Schools use help desk to address remote learning issues

LAFAYETTE, La. (AP) — Lafayette Parish School System employees are fielding calls from students about how to log in to virtual learning, change their passwords and other technical issue that come up as they cope with remote instruction during COVID-19.

At least 30 teachers, librarians and technology staff serve as technical facilitators at the central office and schools across the district to answer the questions, with each school donating at least six hours a week, said Chief Administrative Officer Jennifer Gardner.

This allows for four employees at one time to be on hand to answer families’ “requests for help” submitted online or by calling the Link & Learn technology help desk.

During the first week of school, a four-day week due to Labor Day, the help desk fielded nearly 1,000 requests, and 95% have been solved, said Ryan Domengeaux, CEO of the William C. Schumacher Family Foundation.

The foundation has been a major part of the Love Our Schools initiative, which partnered with the school system to create the help desk.

Love Our Schools, a program that began last school year with on-campus beautification projects and school staff meals, connects businesses and community leaders with schools that need support.

Through its Link and Learn partnership with the school system, the group tackled the digital divide that students can experience. In April, Lafayette Parish reported to the state Department of Education that about 20% of its students do not have access to internet at home.

That is always a problem, but even more so as most students have at least some digital component to learning this fall because of the COVID-19 pandemic, whether through the all-virtual Lafayette Online Academy or the district’s hybrid instruction model that alternates days for students learning at home and on campus.

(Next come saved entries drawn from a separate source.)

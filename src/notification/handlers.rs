use axum::{Json, extract::Path, extract::State};
use diesel::prelude::*;
use diesel_async::RunQueryDsl;
use serde_json::{Value, json};
use uuid::Uuid;

use super::models::{AlertRequest, DirectMessageRequest, Notification, NotificationKind};
use crate::auth::models::{AccessTokenClaims, Role};
use crate::schema::{notifications, users};
use crate::state::AppState;
use crate::utils::{ApiError, ApiResponse, ValidatedJson};

pub async fn get_notifications(
    State(state): State<AppState>,
    claims: AccessTokenClaims,
) -> Result<Json<ApiResponse<Vec<Notification>>>, ApiError> {
    let user_id = claims.user_id()?;
    let mut conn = state.pool.get().await?;

    let rows = notifications::table
        .filter(notifications::user_id.eq(user_id))
        .order(notifications::created_at.desc())
        .select(Notification::as_select())
        .load(&mut conn)
        .await?;

    Ok(Json(ApiResponse::new("Notifications fetched", rows)))
}

pub async fn mark_as_read(
    State(state): State<AppState>,
    claims: AccessTokenClaims,
    Path(id): Path<i32>,
) -> Result<Json<ApiResponse<Notification>>, ApiError> {
    let user_id = claims.user_id()?;
    let mut conn = state.pool.get().await?;

    let updated = diesel::update(
        notifications::table.filter(
            notifications::id
                .eq(id)
                .and(notifications::user_id.eq(user_id)),
        ),
    )
    .set(notifications::is_read.eq(true))
    .returning(Notification::as_returning())
    .get_result(&mut conn)
    .await
    .optional()?
    .ok_or_else(|| ApiError::not_found("notification not found"))?;

    Ok(Json(ApiResponse::new("Notification marked as read", updated)))
}

pub async fn mark_all_read(
    State(state): State<AppState>,
    claims: AccessTokenClaims,
) -> Result<Json<ApiResponse<Value>>, ApiError> {
    let user_id = claims.user_id()?;
    let mut conn = state.pool.get().await?;

    let updated = diesel::update(
        notifications::table.filter(
            notifications::user_id
                .eq(user_id)
                .and(notifications::is_read.eq(false)),
        ),
    )
    .set(notifications::is_read.eq(true))
    .execute(&mut conn)
    .await?;

    Ok(Json(ApiResponse::new(
        "All notifications marked as read",
        json!({ "updated": updated }),
    )))
}

pub async fn delete_notification(
    State(state): State<AppState>,
    claims: AccessTokenClaims,
    Path(id): Path<i32>,
) -> Result<Json<ApiResponse<()>>, ApiError> {
    let user_id = claims.user_id()?;
    let mut conn = state.pool.get().await?;

    let deleted = diesel::delete(
        notifications::table.filter(
            notifications::id
                .eq(id)
                .and(notifications::user_id.eq(user_id)),
        ),
    )
    .execute(&mut conn)
    .await?;

    if deleted == 0 {
        return Err(ApiError::not_found("notification not found"));
    }

    Ok(Json(ApiResponse::message("Notification deleted")))
}

/// Admin broadcast to every customer account, dispatched one by one.
pub async fn broadcast_alert(
    State(state): State<AppState>,
    claims: AccessTokenClaims,
    ValidatedJson(payload): ValidatedJson<AlertRequest>,
) -> Result<Json<ApiResponse<Value>>, ApiError> {
    claims.require_admin()?;
    let kind = parse_kind(payload.kind.as_deref())?;

    let recipients: Vec<Uuid> = {
        let mut conn = state.pool.get().await?;

        users::table
            .filter(users::role.eq(Role::Customer.as_str()))
            .select(users::id)
            .load(&mut conn)
            .await?
    };

    for user_id in &recipients {
        state
            .notifier
            .notify(*user_id, &payload.title, &payload.message, kind)
            .await;
    }

    Ok(Json(ApiResponse::new(
        "Alert dispatched",
        json!({ "recipients": recipients.len() }),
    )))
}

pub async fn send_to_user(
    State(state): State<AppState>,
    claims: AccessTokenClaims,
    ValidatedJson(payload): ValidatedJson<DirectMessageRequest>,
) -> Result<Json<ApiResponse<()>>, ApiError> {
    claims.require_admin()?;
    let kind = parse_kind(payload.kind.as_deref())?;

    {
        let mut conn = state.pool.get().await?;

        users::table
            .filter(users::id.eq(payload.user_id))
            .select(users::id)
            .first::<Uuid>(&mut conn)
            .await
            .optional()?
            .ok_or_else(|| ApiError::not_found("user not found"))?;
    }

    state
        .notifier
        .notify(payload.user_id, &payload.title, &payload.message, kind)
        .await;

    Ok(Json(ApiResponse::message("Notification sent")))
}

fn parse_kind(raw: Option<&str>) -> Result<NotificationKind, ApiError> {
    match raw {
        Some(value) => NotificationKind::parse(value),
        None => Ok(NotificationKind::Info),
    }
}
use axum::{
    Router,
    routing::{delete, get},
};

use super::handlers;
use crate::state::AppState;

pub fn get_routes() -> Router<AppState> {
    Router::new()
        .route(
            "/measurements",
            get(handlers::get_measurements).post(handlers::create_measurement),
        )
        .route(
            "/measurements/{id}",
            delete(handlers::delete_measurement)
                .get(handlers::get_measurement_by_id)
                .put(handlers::update_measurement),
        )
}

“What happens when these families need help?” Domengeaux said. “What happens when 32,000 kids and their families decide they don’t know how to use Zoom, or don’t know what EdGenuity is, or can’t access the internet?”

The response to that has been to wire school buses to be internet hotspots parked in school lots for families to access during their learning-from-home days and using “extenders” to push wifi out from the school buildings in the evenings when buses aren’t there. Plus, there’s a partnership with local internet providers to offer low-cost service, Domengeaux said.

“With Lafayette Online Academy and (grades) 6-12 doing hybrid, this was critical to continue to close the educational gap and not widen it and also close the digital divide,” Gardner said. “This allows us to do that.”

The technology help desk was the next piece of that puzzle, which will be a “tool that will live not only through the pandemic but as long as the school system is open,” Domengeaux said.

The help desk is based in the cloud and can be accessed from any device with data service or internet. It can be accessed online 24/7 at, or families can call 337-273-0755 from 7 a.m. to 4 p.m. to speak directly to a representative.

“This is something we’ve needed for a while,” said Lindsey Keely, supervisor of technology for the school system.

The pandemic made it that much more critical, she said.

“It’s going to be great for families,” said Keely, who helps field calls and “tickets” for service requested by students. “It gives them a number to call and keeps us all connected. They don’t have to feel like they’re in a silo. We’re all in this together.”

The help desk has received more than 900 help requests or “tickets” — 142 submitted online and 796 by phone — in the first week of school. About 600 calls came in the first day.

The average wait time for callers was 2:14 minutes, and average call length was about 5 minutes, Domengeaux said.

It is supported by in-kind donations from partners like CGI, with money approved by the school board over the summer and by school system employees manning the lines, Gardner said.

“We wanted our teachers, our librarians, our facilitators supporting our students, because they’re ours,” Gardner said. “We’re not just handing it over to a call center.”

Informational technology consulting company CGI did not create the software that makes the held desk possible, but it helped the district find the right technology that would meet the needs of students and families, CGI Vice President Will LaBar explained.

Then LaBar and his team configured the software, which comes from Freshworks, to work best for the school system, and they trained 30 technology “agents” over the summer.

“There are a lot of capabilities on the agent side that allow them to help families very efficiently,” LaBar said. “There are a lot of great people on the other side of the screen to help you.”

CGI’s work was donated as part of the company’s corporate-social responsibility, LaBar said.

“We recognize the importance of a really strong school system to building a strong workforce for us and for others in the community,” he said.